● Input data

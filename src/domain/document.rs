use std::fmt;
use std::path::Path;

/// Metadata of an uploaded file whose text is about to be extracted.
#[derive(Debug, Clone, PartialEq)]
pub struct Document {
    pub filename: String,
    pub format: DocumentFormat,
    pub size_bytes: u64,
}

#[derive(Debug, Clone, Copy, PartialEq, Eq, Hash)]
pub enum DocumentFormat {
    Text,
    Pdf,
}

impl DocumentFormat {
    /// Matches the extension case-insensitively; only `txt` and `pdf` are accepted.
    pub fn from_extension(extension: &str) -> Option<Self> {
        match extension.to_ascii_lowercase().as_str() {
            "txt" => Some(Self::Text),
            "pdf" => Some(Self::Pdf),
            _ => None,
        }
    }

    pub fn from_filename(filename: &str) -> Option<Self> {
        Path::new(filename)
            .extension()
            .and_then(|ext| ext.to_str())
            .and_then(Self::from_extension)
    }

    pub fn as_extension(&self) -> &'static str {
        match self {
            Self::Text => "txt",
            Self::Pdf => "pdf",
        }
    }
}

impl fmt::Display for DocumentFormat {
    fn fmt(&self, f: &mut fmt::Formatter<'_>) -> fmt::Result {
        f.write_str(self.as_extension())
    }
}

impl Document {
    pub fn new(filename: String, format: DocumentFormat, size_bytes: u64) -> Self {
        Self {
            filename,
            format,
            size_bytes,
        }
    }
}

● Assignment
Print the material once more. Change nothing.

● Task result
filename src/domain/document.rs
use std::fmt;
use std::path::Path;

/// Metadata of an uploaded file whose text is about to be extracted.
#[derive(Debug, Clone, PartialEq)]
pub struct Document {
    pub filename: String,
    pub format: DocumentFormat,
    pub size_bytes: u64,
}

#[derive(Debug, Clone, Copy, PartialEq, Eq, Hash)]
pub enum DocumentFormat {
    Text,
    Pdf,
}

impl DocumentFormat {
    /// Matches the extension case-insensitively; only `txt` and `pdf` are accepted.
    pub fn from_extension(extension: &str) -> Option<Self> {
        match extension.to_ascii_lowercase().as_str() {
            "txt" => Some(Self::Text),
            "pdf" => Some(Self::Pdf),
            _ => None,
        }
    }

    pub fn from_filename(filename: &str) -> Option<Self> {
        Path::new(filename)
            .extension()
            .and_then(|ext| ext.to_str())
            .and_then(Self::from_extension)
    }

    pub fn as_extension(&self) -> &'static str {
        match self {
            Self::Text => "txt",
            Self::Pdf => "pdf",
        }
    }
}

impl fmt::Display for DocumentFormat {
    fn fmt(&self, f: &mut fmt::Formatter<'_>) -> fmt::Result {
        f.write_str(self.as_extension())
    }
}

impl Document {
    pub fn new(filename: String, format: DocumentFormat, size_bytes: u64) -> Self {
        Self {
            filename,
            format,
            size_bytes,
        }
    }
}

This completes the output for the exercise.